In 1988, I was one of a handful of copy editors making southern New Jersey safe for grammar via The Press of Atlantic City. Just a few days into my AC Press career, I edited a story by a reporter I hadn’t met yet because he had been covering the space shuttle landing in Florida since before I joined the staff. Two sentences in, I was head-over-heels in love with this guy because, well, his writing was just that good. Two days later, Rob Laymon was back in the office. I stifled my starstruck idiocy long enough to introduce myself, and we’ve been close friends ever since. It’s an honor and a pleasure that I don’t take lightly.

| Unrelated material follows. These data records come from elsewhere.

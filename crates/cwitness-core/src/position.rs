//! Source coordinates and insertion patches.

use std::fmt;

/// A (line, column) position in the document the parser saw.
///
/// Both components are zero-based; columns count bytes, matching tree-sitter.
/// Ordering is lexicographic, line first.
#[derive(Debug, Clone, Copy, Default, PartialEq, Eq, PartialOrd, Ord, Hash)]
pub struct Coordinate {
    pub line: usize,
    pub column: usize,
}

impl Coordinate {
    pub const ORIGIN: Coordinate = Coordinate { line: 0, column: 0 };

    pub fn new(line: usize, column: usize) -> Self {
        Self { line, column }
    }

    /// One-based line number as used by trace records
    pub fn display_line(&self) -> usize {
        self.line + 1
    }
}

impl From<tree_sitter::Point> for Coordinate {
    fn from(point: tree_sitter::Point) -> Self {
        Self::new(point.row, point.column)
    }
}

impl fmt::Display for Coordinate {
    fn fmt(&self, f: &mut fmt::Formatter<'_>) -> fmt::Result {
        write!(f, "{}:{}", self.line, self.column)
    }
}

/// A pure insertion of `text` before the original byte at `at`.
#[derive(Debug, Clone, PartialEq, Eq)]
pub struct Patch {
    pub at: Coordinate,
    pub text: String,
}

impl Patch {
    pub fn new(at: Coordinate, text: impl Into<String>) -> Self {
        Self {
            at,
            text: text.into(),
        }
    }
}

#[cfg(test)]
mod tests {
    use super::*;

    #[test]
    fn test_lexicographic_order() {
        assert!(Coordinate::new(0, 10) < Coordinate::new(1, 0));
        assert!(Coordinate::new(2, 3) < Coordinate::new(2, 4));
        assert_eq!(Coordinate::ORIGIN, Coordinate::default());
    }

    #[test]
    fn test_display() {
        let at = Coordinate::new(4, 2);
        assert_eq!(at.to_string(), "4:2");
        assert_eq!(at.display_line(), 5);
    }
}
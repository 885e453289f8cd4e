/*!
# FileTracer - File-level instrumentation driver

Reads C sources, instruments them and writes the result next to, or in a
mirror of, the input tree.
*/

use std::fs;
use std::path::{Path, PathBuf};

use anyhow::{anyhow, Context, Result};
use tracing::{info, warn};

use crate::InstrumentConfig;

use super::instrument_source;

/// File-based instrumentation driver
///
/// Each file is instrumented independently. A file that fails is reported and
/// never written, so no partially instrumented output is left behind.
pub struct FileTracer {
    config: InstrumentConfig,
    source_extensions: Vec<String>,
    preserve_structure: bool,
}

impl FileTracer {
    pub fn new(config: InstrumentConfig) -> Self {
        Self {
            config,
            source_extensions: vec!["c".to_string()],
            preserve_structure: true,
        }
    }

    /// Set the file extensions to process
    pub fn source_extensions(mut self, extensions: Vec<String>) -> Self {
        self.source_extensions = extensions;
        self
    }

    /// Whether to preserve directory structure in output
    pub fn preserve_structure(mut self, preserve: bool) -> Self {
        self.preserve_structure = preserve;
        self
    }

    /// Instrument every matching file below `source_dir` into `output_dir`
    pub fn transform_directory<P: AsRef<Path>, Q: AsRef<Path>>(
        &mut self,
        source_dir: P,
        output_dir: Q,
    ) -> Result<InstrumentationSummary> {
        let source_path = source_dir.as_ref();
        let output_path = output_dir.as_ref();

        if !source_path.is_dir() {
            return Err(anyhow!(
                "Source directory does not exist: {}",
                source_path.display()
            ));
        }

        fs::create_dir_all(output_path)?;

        let mut summary = InstrumentationSummary::new();
        self.transform_directory_recursive(source_path, output_path, source_path, &mut summary)?;

        info!(
            "instrumented {}/{} file(s) from {}",
            summary.files_instrumented,
            summary.files_processed,
            source_path.display()
        );
        Ok(summary)
    }

    /// Instrument a single file
    pub fn transform_file<P: AsRef<Path>, Q: AsRef<Path>>(
        &mut self,
        source_file: P,
        output_file: Q,
    ) -> Result<InstrumentationSummary> {
        let source_path = source_file.as_ref();
        let output_path = output_file.as_ref();

        let source = fs::read_to_string(source_path)
            .with_context(|| format!("Failed to read {}", source_path.display()))?;
        let instrumented = instrument_source(&source, &self.config)
            .with_context(|| format!("Failed to instrument {}", source_path.display()))?;

        if let Some(parent) = output_path.parent() {
            fs::create_dir_all(parent)?;
        }
        fs::write(output_path, &instrumented.code)
            .with_context(|| format!("Failed to write {}", output_path.display()))?;

        for diagnostic in &instrumented.diagnostics {
            warn!("{}:{}", source_path.display(), diagnostic);
        }
        info!(
            "{} -> {} ({} insertion(s))",
            source_path.display(),
            output_path.display(),
            instrumented.patches.len()
        );

        Ok(InstrumentationSummary {
            files_processed: 1,
            files_instrumented: 1,
            insertions: instrumented.patches.len() as u64,
            diagnostics: instrumented.diagnostics.len() as u64,
            errors: Vec::new(),
        })
    }

    fn transform_directory_recursive(
        &mut self,
        current_dir: &Path,
        output_dir: &Path,
        source_root: &Path,
        summary: &mut InstrumentationSummary,
    ) -> Result<()> {
        let mut entries = fs::read_dir(current_dir)?
            .map(|entry| entry.map(|e| e.path()))
            .collect::<std::io::Result<Vec<_>>>()?;
        entries.sort();

        for path in entries {
            if path.is_dir() {
                self.transform_directory_recursive(&path, output_dir, source_root, summary)?;
            } else if self.should_process_file(&path) {
                let output_file = if self.preserve_structure {
                    output_dir.join(path.strip_prefix(source_root)?)
                } else {
                    match path.file_name() {
                        Some(name) => output_dir.join(name),
                        None => continue,
                    }
                };

                match self.transform_file(&path, &output_file) {
                    Ok(file_summary) => summary.merge(file_summary),
                    Err(e) => {
                        warn!("{e:#}");
                        summary.files_processed += 1;
                        summary.errors.push(format!("{}: {e:#}", path.display()));
                    }
                }
            }
        }

        Ok(())
    }

    /// Check if a file should be processed based on its extension
    fn should_process_file(&self, path: &Path) -> bool {
        match path.extension() {
            Some(extension) => {
                let ext_str = extension.to_string_lossy().to_lowercase();
                self.source_extensions
                    .iter()
                    .any(|ext| ext.to_lowercase() == ext_str)
            }
            None => false,
        }
    }
}

impl Default for FileTracer {
    fn default() -> Self {
        Self::new(InstrumentConfig::default())
    }
}

/// Summary of a batch of instrumented files
#[derive(Debug, Default, Clone, PartialEq, Eq)]
pub struct InstrumentationSummary {
    pub files_processed: u64,
    pub files_instrumented: u64,
    pub insertions: u64,
    pub diagnostics: u64,
    pub errors: Vec<String>,
}

impl InstrumentationSummary {
    pub fn new() -> Self {
        Self::default()
    }

    pub fn merge(&mut self, other: InstrumentationSummary) {
        self.files_processed += other.files_processed;
        self.files_instrumented += other.files_instrumented;
        self.insertions += other.insertions;
        self.diagnostics += other.diagnostics;
        self.errors.extend(other.errors);
    }

    pub fn success(&self) -> bool {
        self.errors.is_empty()
    }
}

/// `dir/prog.c` becomes `dir/prog-instrumented.c`.
pub fn instrumented_path<P: AsRef<Path>>(program: P) -> PathBuf {
    let program = program.as_ref();
    let stem = program
        .file_stem()
        .map(|stem| stem.to_string_lossy().into_owned())
        .unwrap_or_default();
    let name = match program.extension() {
        Some(ext) => format!("{stem}-instrumented.{}", ext.to_string_lossy()),
        None => format!("{stem}-instrumented"),
    };
    program.with_file_name(name)
}
/*!
# Tracer - C Instrumentation Engine

Rewrites a C translation unit so that, when compiled and executed, it prints
a JSON observation to `stderr` for every executed expression statement and
every branch decision.

## Pipeline

1. `pretransform::mask` hides constructs the parser rejects
2. `CParser` builds a tree-sitter tree of the masked text
3. `LocationTracker` and `Instrumenter` walk the tree together, sharing one
   `TraceContext`, and collect insertion patches
4. `reconstruct` splices the patches into the masked text
5. `MaskedSource::restore` puts the hidden constructs back

The original text is never edited in place; every change is an insertion.

## Example Usage

```rust,no_run
use cwitness_core::{FileTracer, InstrumentConfig};

let mut tracer = FileTracer::new(InstrumentConfig::default());
tracer.transform_file("program.c", "program-instrumented.c")?;
# Ok::<(), anyhow::Error>(())
```
*/

pub mod access;
pub mod file_tracer;
pub mod instrumenter;
pub mod location;
pub mod reconstruct;
pub mod record;

use std::fmt;

use tracing::debug;

use crate::errors::Result;
use crate::position::{Coordinate, Patch};
use crate::pretransform::{self, MaskedSource};
use crate::syntax::{CParser, SyntaxNode};
use crate::visitor::{walk, Visitor};
use crate::InstrumentConfig;

// Re-export main types
pub use access::{collect_reads, collect_writes, AccessSet};
pub use file_tracer::{instrumented_path, FileTracer, InstrumentationSummary};
pub use instrumenter::Instrumenter;
pub use location::LocationTracker;
pub use reconstruct::{reconstruct, Reconstruction};
pub use record::{Control, TraceRecord};

/// A non-fatal note about a construct that was left uninstrumented
#[derive(Debug, Clone, PartialEq, Eq)]
pub struct Diagnostic {
    pub kind: String,
    pub at: Coordinate,
    pub message: String,
}

impl Diagnostic {
    pub fn new(kind: &str, at: Coordinate, message: impl Into<String>) -> Self {
        Self {
            kind: kind.to_string(),
            at,
            message: message.into(),
        }
    }

    pub fn unhandled(kind: &str, at: Coordinate) -> Self {
        Self::new(kind, at, format!("no instrumentation for {kind}"))
    }
}

impl fmt::Display for Diagnostic {
    fn fmt(&self, f: &mut fmt::Formatter<'_>) -> fmt::Result {
        write!(f, "{} ({}): {}", self.at, self.kind, self.message)
    }
}

/// State shared by every analysis during one traversal
#[derive(Debug)]
pub struct TraceContext<'src> {
    pub source: &'src str,
    /// Coordinate of the most recently entered or exited node
    pub cursor: Coordinate,
    /// Names of the enclosing function definitions, outermost first
    pub scope: Vec<String>,
    pub patches: Vec<Patch>,
    pub diagnostics: Vec<Diagnostic>,
}

impl<'src> TraceContext<'src> {
    pub fn new(source: &'src str) -> Self {
        Self {
            source,
            cursor: Coordinate::ORIGIN,
            scope: Vec::new(),
            patches: Vec::new(),
            diagnostics: Vec::new(),
        }
    }

    pub fn note(&mut self, diagnostic: Diagnostic) {
        debug!("{diagnostic}");
        self.diagnostics.push(diagnostic);
    }

    pub fn absorb(&mut self, access: &mut AccessSet) {
        for diagnostic in access.diagnostics.drain(..) {
            self.note(diagnostic);
        }
    }
}

/// Patches and notes produced by one traversal
#[derive(Debug, Clone, Default)]
pub struct TreeInstrumentation {
    pub patches: Vec<Patch>,
    pub diagnostics: Vec<Diagnostic>,
}

/// Run location tracking and instrumentation over any syntax tree.
pub fn instrument_tree<N: SyntaxNode>(
    root: N,
    source: &str,
    config: &InstrumentConfig,
) -> Result<TreeInstrumentation> {
    let mut cx = TraceContext::new(source);
    let mut location = LocationTracker;
    let mut instrumenter = Instrumenter::new(config);

    let mut visitors: [&mut dyn Visitor<N, TraceContext<'_>>; 2] = [&mut location, &mut instrumenter];
    walk(root, &mut visitors, &mut cx)?;

    Ok(TreeInstrumentation {
        patches: cx.patches,
        diagnostics: cx.diagnostics,
    })
}

/// Result of instrumenting one C source text
#[derive(Debug, Clone)]
pub struct Instrumented {
    /// Final C source, header included
    pub code: String,
    /// Insertions in emission order, in the coordinates of the masked text
    pub patches: Vec<Patch>,
    pub diagnostics: Vec<Diagnostic>,
}

/// Instrument a complete C translation unit.
pub fn instrument_source(source: &str, config: &InstrumentConfig) -> Result<Instrumented> {
    let masked = if config.mask_extensions {
        pretransform::mask(source)?
    } else {
        MaskedSource::unmasked(source)
    };

    let mut parser = CParser::new()?;
    let tree = parser.parse(masked.text())?;
    let traced = instrument_tree(tree.root_node(), masked.text(), config)?;

    let reconstruction = reconstruct(masked.text(), traced.patches.clone())?;
    let restored = masked.restore(&reconstruction.text, config.restore_policy)?;

    Ok(Instrumented {
        code: format!("{}{}", config.header, restored),
        patches: traced.patches,
        diagnostics: traced.diagnostics,
    })
}

#[cfg(test)]
mod tests {
    use super::*;
    use crate::errors::InstrumentError;
    use crate::syntax::testing::FakeTree;

    #[test]
    fn test_crafted_out_of_order_tree_aborts() {
        let mut tree = FakeTree::new();
        let second = tree.add("expression_statement", (3, 0), (3, 6), vec![]);
        let first = tree.add("expression_statement", (1, 0), (1, 6), vec![]);
        let body = tree.add("compound_statement", (0, 0), (4, 1), vec![second, first]);
        let root = tree.add("translation_unit", (0, 0), (5, 0), vec![body]);

        let err = instrument_tree(tree.node(root), "", &InstrumentConfig::default()).unwrap_err();
        assert!(matches!(err, InstrumentError::OutOfOrder { .. }));
        assert!(err.is_internal());
    }

    #[test]
    fn test_crafted_error_function_is_skipped() {
        // reach_error() { x = 1; }
        let source = "reach_error() { x = 1; }";
        let mut tree = FakeTree::new();
        let name = tree.add("identifier", (0, 0), (0, 11), vec![]);
        tree.with_bytes(name, 0..11);
        let declarator = tree.add("function_declarator", (0, 0), (0, 13), vec![name]);
        tree.with_field(declarator, "declarator", name);
        let statement = tree.add("expression_statement", (0, 16), (0, 22), vec![]);
        tree.with_bytes(statement, 16..22);
        let body = tree.add("compound_statement", (0, 14), (0, 24), vec![statement]);
        let function = tree.add("function_definition", (0, 0), (0, 24), vec![declarator, body]);
        tree.with_field(function, "declarator", declarator);
        tree.with_field(function, "body", body);
        let root = tree.add("translation_unit", (0, 0), (0, 24), vec![function]);

        let traced = instrument_tree(tree.node(root), source, &InstrumentConfig::default()).unwrap();
        assert!(traced.patches.is_empty());
    }

    #[test]
    fn test_diagnostic_display() {
        let diagnostic = Diagnostic::unhandled("case_statement", Coordinate::new(2, 4));
        assert_eq!(diagnostic.to_string(), "2:4 (case_statement): no instrumentation for case_statement");
    }
}
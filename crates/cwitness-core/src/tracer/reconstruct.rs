//! Splices insertion patches into a source text.

use std::ops::Range;

use crate::errors::{InstrumentError, Result};
use crate::position::{Coordinate, Patch};

/// The rebuilt text plus where each insertion landed in it.
#[derive(Debug, Clone, PartialEq, Eq)]
pub struct Reconstruction {
    pub text: String,
    /// Byte ranges of `text` that came from patches, in output order
    pub inserted: Vec<Range<usize>>,
}

impl Reconstruction {
    /// The output with every inserted range removed again.
    pub fn without_insertions(&self) -> String {
        let mut kept = String::with_capacity(self.text.len());
        let mut from = 0;
        for range in &self.inserted {
            kept.push_str(&self.text[from..range.start]);
            from = range.end;
        }
        kept.push_str(&self.text[from..]);
        kept
    }
}

/// Apply `patches` to `source`.
///
/// Patches are ordered by position; patches at the same position keep their
/// relative emission order. Every original byte is copied exactly once, so the
/// output always contains the source as a subsequence.
pub fn reconstruct(source: &str, mut patches: Vec<Patch>) -> Result<Reconstruction> {
    let line_starts = line_starts(source);
    patches.sort_by_key(|patch| patch.at);

    let mut text = String::with_capacity(source.len() + patches.iter().map(|p| p.text.len()).sum::<usize>());
    let mut inserted = Vec::with_capacity(patches.len());
    let mut copied = 0;

    for patch in patches {
        let offset = byte_offset(source, &line_starts, patch.at)?;
        text.push_str(&source[copied..offset]);
        copied = offset;

        let start = text.len();
        text.push_str(&patch.text);
        if !patch.text.is_empty() {
            inserted.push(start..text.len());
        }
    }
    text.push_str(&source[copied..]);

    Ok(Reconstruction { text, inserted })
}

/// Byte offset of the start of every line, plus one entry for the position
/// just past the end of the text.
fn line_starts(source: &str) -> Vec<usize> {
    let mut starts = vec![0];
    let mut offset = 0;
    for line in source.split_inclusive('\n') {
        offset += line.len();
        if line.ends_with('\n') {
            starts.push(offset);
        }
    }
    if starts.last() != Some(&source.len()) {
        starts.push(source.len());
    }
    starts
}

fn byte_offset(source: &str, line_starts: &[usize], at: Coordinate) -> Result<usize> {
    let out_of_range = || InstrumentError::PatchOutOfRange {
        at,
        lines: line_starts.len() - 1,
    };

    let line_start = *line_starts.get(at.line).ok_or_else(out_of_range)?;
    let line_end = line_starts.get(at.line + 1).copied().unwrap_or(source.len());
    let offset = line_start + at.column;

    if offset > line_end || !source.is_char_boundary(offset) {
        return Err(out_of_range());
    }
    Ok(offset)
}
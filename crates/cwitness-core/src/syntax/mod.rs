/*!
# Syntax Tree Interface

The instrumentation core only needs a small read-only view of a syntax tree:
node kinds, coordinates, ordered children and named fields. `SyntaxNode`
captures that view; tree-sitter nodes implement it directly, and tests can
supply hand-built trees.
*/

pub mod kinds;
#[cfg(test)]
pub(crate) mod testing;

use std::ops::Range;

use tracing::warn;

use crate::errors::{InstrumentError, Result};
use crate::position::Coordinate;

pub use kinds::{ExpressionKind, StatementKind};

/// Read-only view of a node in a concrete syntax tree
pub trait SyntaxNode: Copy {
    /// Grammar kind, e.g. `if_statement`
    fn kind(&self) -> &str;

    /// Whether the node is a named grammar rule rather than a literal token
    fn is_named(&self) -> bool;

    fn start(&self) -> Coordinate;

    fn end(&self) -> Coordinate;

    /// Byte range of the node in the parsed text
    fn byte_range(&self) -> Range<usize>;

    /// All children in source order, including anonymous tokens
    fn children(&self) -> Vec<Self>;

    /// Child stored under a grammar field name
    fn field(&self, name: &str) -> Option<Self>;

    fn named_children(&self) -> Vec<Self> {
        self.children().into_iter().filter(|c| c.is_named()).collect()
    }
}

/// Exact source text spanned by `node`
pub fn text_of<'s, N: SyntaxNode>(node: N, source: &'s str) -> &'s str {
    source.get(node.byte_range()).unwrap_or("")
}

impl<'tree> SyntaxNode for tree_sitter::Node<'tree> {
    fn kind(&self) -> &str {
        tree_sitter::Node::kind(self)
    }

    fn is_named(&self) -> bool {
        tree_sitter::Node::is_named(self)
    }

    fn start(&self) -> Coordinate {
        self.start_position().into()
    }

    fn end(&self) -> Coordinate {
        self.end_position().into()
    }

    fn byte_range(&self) -> Range<usize> {
        tree_sitter::Node::byte_range(self)
    }

    fn children(&self) -> Vec<Self> {
        let mut cursor = self.walk();
        tree_sitter::Node::children(self, &mut cursor).collect()
    }

    fn field(&self, name: &str) -> Option<Self> {
        self.child_by_field_name(name)
    }
}

/// C parser backed by tree-sitter-c
pub struct CParser {
    parser: tree_sitter::Parser,
}

impl CParser {
    pub fn new() -> Result<Self> {
        let mut parser = tree_sitter::Parser::new();
        let language: tree_sitter::Language = tree_sitter_c::LANGUAGE.into();
        parser
            .set_language(&language)
            .map_err(|e| InstrumentError::Language(e.to_string()))?;

        Ok(Self { parser })
    }

    /// Parse `source` into a tree. Syntax errors do not fail the parse; they
    /// show up as `ERROR` nodes that the instrumentation walks past.
    pub fn parse(&mut self, source: &str) -> Result<tree_sitter::Tree> {
        let tree = self
            .parser
            .parse(source, None)
            .ok_or(InstrumentError::ParseAborted)?;

        let root = tree.root_node();
        if root.has_error() {
            warn!(
                "C source contains syntax errors (first at {}); instrumentation may be incomplete",
                first_error(root).map_or(Coordinate::ORIGIN, |n| n.start())
            );
        }

        Ok(tree)
    }
}

fn first_error(node: tree_sitter::Node<'_>) -> Option<tree_sitter::Node<'_>> {
    if node.is_error() || node.is_missing() {
        return Some(node);
    }
    if !node.has_error() {
        return None;
    }
    SyntaxNode::children(&node).into_iter().find_map(first_error)
}

#[cfg(test)]
mod tests {
    use super::*;

    #[test]
    fn test_parse_function_definition() {
        let source = "int main(void) {\n  return 0;\n}\n";
        let mut parser = CParser::new().unwrap();
        let tree = parser.parse(source).unwrap();
        let root = tree.root_node();

        assert_eq!(SyntaxNode::kind(&root), "translation_unit");
        let function = SyntaxNode::named_children(&root)[0];
        assert_eq!(SyntaxNode::kind(&function), "function_definition");
        assert_eq!(function.start(), Coordinate::new(0, 0));
        assert_eq!(function.end(), Coordinate::new(2, 1));

        let body = function.field("body").unwrap();
        assert_eq!(text_of(body, source), "{\n  return 0;\n}");
    }

    #[test]
    fn test_children_include_tokens() {
        let source = "void f() { x = 1; }";
        let mut parser = CParser::new().unwrap();
        let tree = parser.parse(source).unwrap();
        let function = SyntaxNode::named_children(&tree.root_node())[0];
        let body = function.field("body").unwrap();

        let kinds: Vec<&str> = SyntaxNode::children(&body).iter().map(|c| c.kind()).collect();
        assert_eq!(kinds, vec!["{", "expression_statement", "}"]);
    }
}
//! Tracks the coordinate of the most recently entered or exited node.

use crate::errors::{InstrumentError, Result};
use crate::syntax::SyntaxNode;
use crate::visitor::{Flow, Visitor};

use super::TraceContext;

/// Keeps `TraceContext::cursor` in step with the traversal.
///
/// Entering a node that starts before the cursor means the tree's ranges are
/// out of order; that aborts the file.
#[derive(Debug, Default)]
pub struct LocationTracker;

impl<'src, N: SyntaxNode> Visitor<N, TraceContext<'src>> for LocationTracker {
    fn enter(&mut self, node: N, cx: &mut TraceContext<'src>) -> Result<Flow> {
        let start = node.start();
        if start < cx.cursor {
            return Err(InstrumentError::out_of_order(node.kind(), start, cx.cursor));
        }
        cx.cursor = start;
        Ok(Flow::Descend)
    }

    fn leave(&mut self, node: N, cx: &mut TraceContext<'src>) -> Result<()> {
        cx.cursor = node.end();
        Ok(())
    }
}
// Copyright 2025 Wavebench Contributors
// SPDX-License-Identifier: Apache-2.0

//! Wavebench CLI entry point.

use colored::Colorize;

#[tokio::main]
async fn main() {
    if let Err(e) = wavebench_cli::run().await {
        eprintln!("{} {:#}", "Error:".red().bold(), e);
        std::process::exit(1);
    }
}
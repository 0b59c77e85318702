// Copyright 2025 Wavebench Contributors
// SPDX-License-Identifier: Apache-2.0

//! Run-level errors.
//!
//! Any of these aborts the whole run; no partial report is produced.
//! Unsupported operations are not errors and never reach this type.

use crate::backend::{BackendError, Operation};
use thiserror::Error;

/// Why a benchmark run failed.
#[derive(Debug, Error)]
pub enum RunError {
    /// Options or backend set are unusable.
    #[error("invalid configuration: {0}")]
    InvalidConfiguration(String),

    /// A backend failed to become ready.
    #[error("failed to initialize {backend}: {source}")]
    Initialization {
        /// Backend name
        backend: String,
        /// Underlying failure
        #[source]
        source: BackendError,
    },

    /// A forward or inverse call raised during timing.
    #[error("{backend} {operation} failed for wavelet {wavelet} with size {size}: {source}")]
    Operation {
        /// Backend name
        backend: String,
        /// Failing operation
        operation: Operation,
        /// Wavelet id
        wavelet: String,
        /// Data size
        size: usize,
        /// Underlying failure
        #[source]
        source: BackendError,
    },

    /// A reconstruction did not match its reference.
    #[error(
        "Round trip failed for {backend} with wavelet {wavelet} and size {size} (max difference {})",
        max_difference.map_or_else(|| "n/a".to_string(), |d| format!("{d:e}"))
    )]
    Correctness {
        /// Backend name
        backend: String,
        /// Wavelet id
        wavelet: String,
        /// Data size
        size: usize,
        /// Largest per-sample deviation, absent when lengths differ
        max_difference: Option<f64>,
    },
}

impl RunError {
    /// Short machine-readable category.
    pub fn kind(&self) -> &'static str {
        match self {
            RunError::InvalidConfiguration(_) => "invalid_configuration",
            RunError::Initialization { .. } => "initialization",
            RunError::Operation { .. } => "operation",
            RunError::Correctness { .. } => "correctness",
        }
    }
}

#[cfg(test)]
mod tests {
    use super::*;

    #[test]
    fn test_correctness_message() {
        let err = RunError::Correctness {
            backend: "native".to_string(),
            wavelet: "db2".to_string(),
            size: 16,
            max_difference: None,
        };
        assert_eq!(
            err.to_string(),
            "Round trip failed for native with wavelet db2 and size 16 (max difference n/a)"
        );
        assert_eq!(err.kind(), "correctness");
    }

    #[test]
    fn test_operation_message_includes_source() {
        let err = RunError::Operation {
            backend: "sandbox".to_string(),
            operation: Operation::Forward,
            wavelet: "db9".to_string(),
            size: 8,
            source: BackendError::Transform(wavebench_core::Error::UnknownWavelet(
                "db9".to_string(),
            )),
        };
        assert_eq!(
            err.to_string(),
            "sandbox forward failed for wavelet db9 with size 8: unknown wavelet: db9"
        );
    }
}
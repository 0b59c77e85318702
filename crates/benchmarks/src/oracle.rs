// Copyright 2025 Wavebench Contributors
// SPDX-License-Identifier: Apache-2.0

//! Round-trip correctness checks.

use wavebench_core::Coefficients;

/// Largest absolute per-sample difference accepted as equal.
pub const TOLERANCE: f64 = 1e-6;

/// Largest absolute per-sample difference, or `None` if the lengths differ.
pub fn max_abs_difference(a: &[f64], b: &[f64]) -> Option<f64> {
    if a.len() != b.len() {
        return None;
    }
    Some(
        a.iter()
            .zip(b)
            .map(|(x, y)| (x - y).abs())
            .fold(0.0, f64::max),
    )
}

/// `true` if both sequences have the same length and every pair of samples
/// is within [`TOLERANCE`].
pub fn approximately_equal(a: &[f64], b: &[f64]) -> bool {
    if a.len() != b.len() {
        return false;
    }
    a.iter().zip(b).all(|(x, y)| (x - y).abs() <= TOLERANCE)
}

/// Largest absolute difference across all bands, or `None` if the band
/// layouts differ.
pub fn coefficients_difference(a: &Coefficients, b: &Coefficients) -> Option<f64> {
    if a.level() != b.level() {
        return None;
    }
    a.bands()
        .zip(b.bands())
        .try_fold(0.0, |max, (x, y)| max_abs_difference(x, y).map(|d| f64::max(max, d)))
}

/// [`approximately_equal`] applied band by band.
pub fn coefficients_equal(a: &Coefficients, b: &Coefficients) -> bool {
    a.level() == b.level() && a.bands().zip(b.bands()).all(|(x, y)| approximately_equal(x, y))
}
// Copyright 2025 Wavebench Contributors
// SPDX-License-Identifier: Apache-2.0

//! Synthetic benchmark input.

use rand::Rng;

/// Amplitude of the uniform perturbation added to every sample.
pub const NOISE_AMPLITUDE: f64 = 0.1;

/// A slow sine wave plus small uniform noise: `sin(i / 10) + U[0, 0.1)`.
pub fn test_signal<R: Rng + ?Sized>(len: usize, rng: &mut R) -> Vec<f64> {
    (0..len)
        .map(|i| (i as f64 / 10.0).sin() + rng.gen::<f64>() * NOISE_AMPLITUDE)
        .collect()
}

#[cfg(test)]
mod tests {
    use super::*;
    use rand::rngs::StdRng;
    use rand::SeedableRng;

    #[test]
    fn test_signal_shape() {
        let mut rng = StdRng::seed_from_u64(7);
        let data = test_signal(500, &mut rng);
        assert_eq!(data.len(), 500);
        for (i, x) in data.iter().enumerate() {
            let base = (i as f64 / 10.0).sin();
            assert!(*x >= base && *x <= base + NOISE_AMPLITUDE);
        }
    }

    #[test]
    fn test_seeded_signal_is_reproducible() {
        let a = test_signal(64, &mut StdRng::seed_from_u64(42));
        let b = test_signal(64, &mut StdRng::seed_from_u64(42));
        assert_eq!(a, b);
    }
}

Rob has since devoted himself to the sea, living and working on tall ships and dividing his time between coasts. He’s still a quirky, eccentric kind of adorable. It’s that enigmatic nature and the writer in his soul that keep him trying new things and draw people to him — so much so that last year, one of his brothers began a Facebook page called “Rob Laymon Lifestyle” to both mock and celebrate the special strain of strange that is Rob Laymon. It was a fairly dormant page, with a few dozen sailors, writers and other unsavories checking in for the occasional laugh and to leave (in)appropriately snarky comments.
In July, my friend came under sneak attack by a diseased mosquito and contracted West Nile virus. Then encephalitis set in. His brain swelled. He was in and out of consciousness, and the doctors kept him going with aggressive antibiotics and tubes to help him eat and breathe. He was on a ventilator, then off, then back on again. It was far too precarious for far too long.